---------- Data extracts ----------

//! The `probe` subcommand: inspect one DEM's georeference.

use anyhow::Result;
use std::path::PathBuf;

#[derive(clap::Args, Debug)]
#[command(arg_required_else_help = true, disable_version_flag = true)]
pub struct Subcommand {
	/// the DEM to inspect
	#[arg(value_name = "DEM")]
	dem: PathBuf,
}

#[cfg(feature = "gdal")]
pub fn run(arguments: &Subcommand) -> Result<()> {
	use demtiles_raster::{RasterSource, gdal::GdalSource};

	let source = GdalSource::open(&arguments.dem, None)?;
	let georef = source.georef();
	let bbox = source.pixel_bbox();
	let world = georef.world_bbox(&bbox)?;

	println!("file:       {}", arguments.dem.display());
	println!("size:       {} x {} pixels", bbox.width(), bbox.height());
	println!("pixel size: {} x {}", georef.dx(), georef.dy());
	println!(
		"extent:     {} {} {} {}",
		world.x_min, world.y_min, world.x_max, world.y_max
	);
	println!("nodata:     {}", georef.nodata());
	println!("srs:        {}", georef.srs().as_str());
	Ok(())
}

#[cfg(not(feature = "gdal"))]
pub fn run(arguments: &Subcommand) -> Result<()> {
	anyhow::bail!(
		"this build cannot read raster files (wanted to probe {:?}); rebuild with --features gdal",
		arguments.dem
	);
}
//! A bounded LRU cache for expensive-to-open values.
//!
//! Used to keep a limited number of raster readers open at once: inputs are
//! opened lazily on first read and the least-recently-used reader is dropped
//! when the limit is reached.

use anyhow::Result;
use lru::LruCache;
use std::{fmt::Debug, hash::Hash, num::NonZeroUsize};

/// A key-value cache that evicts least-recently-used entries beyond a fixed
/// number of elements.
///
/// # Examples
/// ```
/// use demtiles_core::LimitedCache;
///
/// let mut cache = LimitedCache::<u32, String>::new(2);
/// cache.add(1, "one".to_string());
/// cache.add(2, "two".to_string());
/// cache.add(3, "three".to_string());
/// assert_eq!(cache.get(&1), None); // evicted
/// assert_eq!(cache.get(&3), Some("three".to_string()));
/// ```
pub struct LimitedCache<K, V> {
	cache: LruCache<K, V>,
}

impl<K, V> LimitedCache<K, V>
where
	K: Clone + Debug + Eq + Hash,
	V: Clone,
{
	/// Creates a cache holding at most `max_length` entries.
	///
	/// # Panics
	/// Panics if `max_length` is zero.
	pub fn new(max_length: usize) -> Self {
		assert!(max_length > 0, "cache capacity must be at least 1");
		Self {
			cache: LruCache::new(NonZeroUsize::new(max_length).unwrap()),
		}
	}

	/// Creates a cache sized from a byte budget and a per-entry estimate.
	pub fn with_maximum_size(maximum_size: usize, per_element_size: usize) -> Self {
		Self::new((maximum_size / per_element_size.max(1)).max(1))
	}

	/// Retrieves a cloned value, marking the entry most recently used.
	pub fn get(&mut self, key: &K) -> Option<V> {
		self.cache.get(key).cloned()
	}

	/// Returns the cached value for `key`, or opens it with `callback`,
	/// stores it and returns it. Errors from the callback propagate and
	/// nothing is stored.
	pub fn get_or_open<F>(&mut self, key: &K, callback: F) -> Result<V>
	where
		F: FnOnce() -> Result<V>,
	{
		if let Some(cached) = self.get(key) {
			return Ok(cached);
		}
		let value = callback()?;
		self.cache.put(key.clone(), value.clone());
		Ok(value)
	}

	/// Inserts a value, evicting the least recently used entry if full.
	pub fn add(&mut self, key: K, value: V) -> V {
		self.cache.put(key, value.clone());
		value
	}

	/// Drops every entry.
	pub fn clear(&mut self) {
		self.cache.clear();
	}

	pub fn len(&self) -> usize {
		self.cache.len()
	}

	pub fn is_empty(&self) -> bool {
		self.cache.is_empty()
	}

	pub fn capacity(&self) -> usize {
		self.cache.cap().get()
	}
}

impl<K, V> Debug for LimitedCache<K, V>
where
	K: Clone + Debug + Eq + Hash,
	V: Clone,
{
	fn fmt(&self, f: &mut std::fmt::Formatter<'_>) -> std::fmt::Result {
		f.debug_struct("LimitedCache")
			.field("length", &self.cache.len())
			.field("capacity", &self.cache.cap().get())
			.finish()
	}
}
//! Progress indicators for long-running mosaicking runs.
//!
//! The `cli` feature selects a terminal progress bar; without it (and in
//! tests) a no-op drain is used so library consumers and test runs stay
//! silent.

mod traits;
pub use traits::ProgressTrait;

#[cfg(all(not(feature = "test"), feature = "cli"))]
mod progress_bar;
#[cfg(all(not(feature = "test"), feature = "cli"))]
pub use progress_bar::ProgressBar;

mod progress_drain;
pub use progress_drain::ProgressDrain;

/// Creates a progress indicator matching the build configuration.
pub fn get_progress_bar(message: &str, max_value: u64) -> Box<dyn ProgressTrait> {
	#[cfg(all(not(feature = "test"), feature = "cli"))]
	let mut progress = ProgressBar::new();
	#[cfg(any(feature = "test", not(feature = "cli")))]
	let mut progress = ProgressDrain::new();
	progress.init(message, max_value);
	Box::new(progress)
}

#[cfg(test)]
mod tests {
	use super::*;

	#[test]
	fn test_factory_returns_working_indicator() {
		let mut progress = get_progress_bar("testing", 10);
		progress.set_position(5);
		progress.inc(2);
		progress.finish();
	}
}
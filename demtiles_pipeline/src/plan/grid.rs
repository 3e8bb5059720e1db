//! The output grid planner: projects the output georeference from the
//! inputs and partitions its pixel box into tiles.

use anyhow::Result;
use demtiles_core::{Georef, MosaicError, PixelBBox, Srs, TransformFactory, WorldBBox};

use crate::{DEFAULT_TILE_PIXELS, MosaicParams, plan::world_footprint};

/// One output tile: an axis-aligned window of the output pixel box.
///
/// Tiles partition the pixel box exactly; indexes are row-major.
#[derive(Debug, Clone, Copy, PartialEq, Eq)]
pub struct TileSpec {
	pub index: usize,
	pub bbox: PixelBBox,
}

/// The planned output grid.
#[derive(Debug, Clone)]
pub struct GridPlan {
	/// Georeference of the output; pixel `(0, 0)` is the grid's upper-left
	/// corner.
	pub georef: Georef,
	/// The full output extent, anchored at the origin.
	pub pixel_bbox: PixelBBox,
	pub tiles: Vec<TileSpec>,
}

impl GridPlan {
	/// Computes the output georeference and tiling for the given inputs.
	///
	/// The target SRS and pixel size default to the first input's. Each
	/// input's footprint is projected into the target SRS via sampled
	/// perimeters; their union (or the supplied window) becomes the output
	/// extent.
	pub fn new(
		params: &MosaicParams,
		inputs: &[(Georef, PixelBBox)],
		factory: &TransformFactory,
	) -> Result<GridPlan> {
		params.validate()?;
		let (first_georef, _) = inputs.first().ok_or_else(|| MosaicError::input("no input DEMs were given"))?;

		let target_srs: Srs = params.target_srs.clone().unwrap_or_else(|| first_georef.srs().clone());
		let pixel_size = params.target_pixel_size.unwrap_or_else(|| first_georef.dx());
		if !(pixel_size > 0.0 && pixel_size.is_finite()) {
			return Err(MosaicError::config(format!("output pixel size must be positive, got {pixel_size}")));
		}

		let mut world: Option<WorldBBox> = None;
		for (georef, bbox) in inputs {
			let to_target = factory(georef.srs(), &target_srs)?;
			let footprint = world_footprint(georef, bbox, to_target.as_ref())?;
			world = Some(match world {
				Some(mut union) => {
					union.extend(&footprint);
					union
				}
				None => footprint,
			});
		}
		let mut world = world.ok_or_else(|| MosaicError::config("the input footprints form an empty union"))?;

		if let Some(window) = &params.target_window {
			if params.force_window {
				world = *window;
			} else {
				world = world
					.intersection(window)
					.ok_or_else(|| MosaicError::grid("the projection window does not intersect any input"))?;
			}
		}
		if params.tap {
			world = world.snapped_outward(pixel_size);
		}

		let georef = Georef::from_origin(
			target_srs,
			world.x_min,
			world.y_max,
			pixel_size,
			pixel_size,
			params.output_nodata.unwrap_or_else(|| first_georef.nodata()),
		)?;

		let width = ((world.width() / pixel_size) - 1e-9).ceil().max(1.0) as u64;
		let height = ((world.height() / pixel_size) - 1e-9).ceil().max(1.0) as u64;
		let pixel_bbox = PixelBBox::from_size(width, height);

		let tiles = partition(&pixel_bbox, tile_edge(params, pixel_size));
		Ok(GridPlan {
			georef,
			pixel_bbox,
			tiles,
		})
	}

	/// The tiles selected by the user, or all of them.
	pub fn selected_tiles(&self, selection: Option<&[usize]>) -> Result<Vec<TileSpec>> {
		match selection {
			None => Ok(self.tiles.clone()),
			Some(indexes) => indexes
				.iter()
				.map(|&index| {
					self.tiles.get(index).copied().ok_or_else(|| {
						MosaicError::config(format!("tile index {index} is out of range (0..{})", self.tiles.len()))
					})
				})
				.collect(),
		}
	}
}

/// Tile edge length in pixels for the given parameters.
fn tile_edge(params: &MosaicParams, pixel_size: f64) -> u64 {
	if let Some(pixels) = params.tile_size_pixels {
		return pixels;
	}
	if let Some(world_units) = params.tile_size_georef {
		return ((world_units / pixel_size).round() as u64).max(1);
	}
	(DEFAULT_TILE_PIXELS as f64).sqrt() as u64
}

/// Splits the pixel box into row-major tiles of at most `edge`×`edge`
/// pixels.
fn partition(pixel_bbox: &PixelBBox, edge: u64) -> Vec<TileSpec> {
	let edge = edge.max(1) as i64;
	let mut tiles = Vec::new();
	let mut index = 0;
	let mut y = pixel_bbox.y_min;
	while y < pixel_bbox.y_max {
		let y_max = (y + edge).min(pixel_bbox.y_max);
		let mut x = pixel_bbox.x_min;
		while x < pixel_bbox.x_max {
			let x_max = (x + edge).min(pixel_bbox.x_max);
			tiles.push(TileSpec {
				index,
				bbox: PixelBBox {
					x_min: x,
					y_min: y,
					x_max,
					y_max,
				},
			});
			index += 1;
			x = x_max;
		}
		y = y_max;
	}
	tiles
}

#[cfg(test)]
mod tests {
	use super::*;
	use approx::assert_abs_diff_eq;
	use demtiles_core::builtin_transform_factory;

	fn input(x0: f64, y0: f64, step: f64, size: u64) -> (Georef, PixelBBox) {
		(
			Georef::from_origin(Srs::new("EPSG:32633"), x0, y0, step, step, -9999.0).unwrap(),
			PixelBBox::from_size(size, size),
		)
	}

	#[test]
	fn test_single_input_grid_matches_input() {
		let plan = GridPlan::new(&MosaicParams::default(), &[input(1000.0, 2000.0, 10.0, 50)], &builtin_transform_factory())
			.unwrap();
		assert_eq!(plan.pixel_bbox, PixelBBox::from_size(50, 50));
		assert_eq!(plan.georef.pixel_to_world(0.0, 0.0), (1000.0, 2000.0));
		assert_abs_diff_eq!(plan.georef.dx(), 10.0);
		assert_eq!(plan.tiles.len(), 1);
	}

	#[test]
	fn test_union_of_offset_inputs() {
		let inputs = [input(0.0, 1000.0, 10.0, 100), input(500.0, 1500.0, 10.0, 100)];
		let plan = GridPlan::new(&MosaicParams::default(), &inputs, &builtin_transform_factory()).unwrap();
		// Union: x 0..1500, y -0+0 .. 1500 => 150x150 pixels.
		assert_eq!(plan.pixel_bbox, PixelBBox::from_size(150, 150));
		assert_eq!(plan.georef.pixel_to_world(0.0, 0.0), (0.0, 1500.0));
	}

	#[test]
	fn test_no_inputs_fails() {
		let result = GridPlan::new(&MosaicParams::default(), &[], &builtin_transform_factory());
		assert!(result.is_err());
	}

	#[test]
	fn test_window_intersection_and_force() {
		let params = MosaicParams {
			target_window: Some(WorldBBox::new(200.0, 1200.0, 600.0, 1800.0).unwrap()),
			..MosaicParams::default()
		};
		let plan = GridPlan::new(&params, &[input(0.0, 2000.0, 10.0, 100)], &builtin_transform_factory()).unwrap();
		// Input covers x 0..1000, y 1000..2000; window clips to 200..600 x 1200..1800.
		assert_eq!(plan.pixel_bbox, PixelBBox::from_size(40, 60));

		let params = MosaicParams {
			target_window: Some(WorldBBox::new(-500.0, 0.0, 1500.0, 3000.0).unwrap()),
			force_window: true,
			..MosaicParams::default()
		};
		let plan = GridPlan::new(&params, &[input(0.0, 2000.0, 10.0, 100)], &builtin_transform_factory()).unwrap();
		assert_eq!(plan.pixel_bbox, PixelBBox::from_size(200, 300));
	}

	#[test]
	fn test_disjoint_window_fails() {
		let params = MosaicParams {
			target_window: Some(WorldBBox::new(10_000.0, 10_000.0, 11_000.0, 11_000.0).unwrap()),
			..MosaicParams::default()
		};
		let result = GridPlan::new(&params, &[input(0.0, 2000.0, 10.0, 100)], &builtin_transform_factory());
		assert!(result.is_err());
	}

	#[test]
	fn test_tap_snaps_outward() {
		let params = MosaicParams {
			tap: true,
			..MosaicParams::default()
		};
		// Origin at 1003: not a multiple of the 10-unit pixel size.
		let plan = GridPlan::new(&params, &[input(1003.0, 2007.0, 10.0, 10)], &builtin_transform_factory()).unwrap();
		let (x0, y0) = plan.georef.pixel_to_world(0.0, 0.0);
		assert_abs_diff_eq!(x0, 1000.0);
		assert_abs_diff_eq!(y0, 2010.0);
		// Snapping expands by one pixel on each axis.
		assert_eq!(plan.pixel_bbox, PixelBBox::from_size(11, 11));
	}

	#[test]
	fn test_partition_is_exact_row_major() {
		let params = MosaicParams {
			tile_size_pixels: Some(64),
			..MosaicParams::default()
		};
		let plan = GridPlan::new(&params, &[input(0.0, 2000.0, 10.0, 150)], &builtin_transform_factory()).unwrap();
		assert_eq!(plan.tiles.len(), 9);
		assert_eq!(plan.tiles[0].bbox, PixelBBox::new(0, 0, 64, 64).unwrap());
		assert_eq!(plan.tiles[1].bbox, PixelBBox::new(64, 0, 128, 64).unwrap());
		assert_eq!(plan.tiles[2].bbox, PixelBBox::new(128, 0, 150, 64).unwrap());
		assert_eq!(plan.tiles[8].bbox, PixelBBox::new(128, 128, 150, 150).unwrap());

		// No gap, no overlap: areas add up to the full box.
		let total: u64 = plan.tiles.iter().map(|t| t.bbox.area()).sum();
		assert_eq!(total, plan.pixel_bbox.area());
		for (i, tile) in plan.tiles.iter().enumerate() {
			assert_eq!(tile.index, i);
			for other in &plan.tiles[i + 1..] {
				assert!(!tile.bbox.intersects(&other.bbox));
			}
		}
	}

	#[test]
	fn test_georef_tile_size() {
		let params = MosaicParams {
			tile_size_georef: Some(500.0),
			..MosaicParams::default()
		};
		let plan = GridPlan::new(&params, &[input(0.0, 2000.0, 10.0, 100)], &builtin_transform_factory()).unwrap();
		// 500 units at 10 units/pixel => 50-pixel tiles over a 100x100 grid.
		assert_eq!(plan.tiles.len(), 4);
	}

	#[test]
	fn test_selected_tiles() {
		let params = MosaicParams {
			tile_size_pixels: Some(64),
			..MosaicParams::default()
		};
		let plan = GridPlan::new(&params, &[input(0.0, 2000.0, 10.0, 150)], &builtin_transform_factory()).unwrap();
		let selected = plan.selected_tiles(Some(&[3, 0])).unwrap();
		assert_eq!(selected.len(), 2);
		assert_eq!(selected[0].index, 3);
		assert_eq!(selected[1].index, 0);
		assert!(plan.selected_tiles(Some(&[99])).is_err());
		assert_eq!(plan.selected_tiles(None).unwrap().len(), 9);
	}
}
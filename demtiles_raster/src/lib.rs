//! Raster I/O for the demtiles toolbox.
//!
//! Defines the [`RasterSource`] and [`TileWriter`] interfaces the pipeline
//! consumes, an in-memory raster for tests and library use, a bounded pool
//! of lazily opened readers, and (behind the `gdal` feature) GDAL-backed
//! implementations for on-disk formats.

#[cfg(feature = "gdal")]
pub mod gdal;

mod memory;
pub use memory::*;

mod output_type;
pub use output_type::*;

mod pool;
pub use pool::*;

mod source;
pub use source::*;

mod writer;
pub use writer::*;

----------

Every line in the data above that includes the word "axis" should be copied.

Response for this exercise —
/// One output tile: an axis-aligned window of the output pixel box.
		// Snapping expands by one pixel on each axis.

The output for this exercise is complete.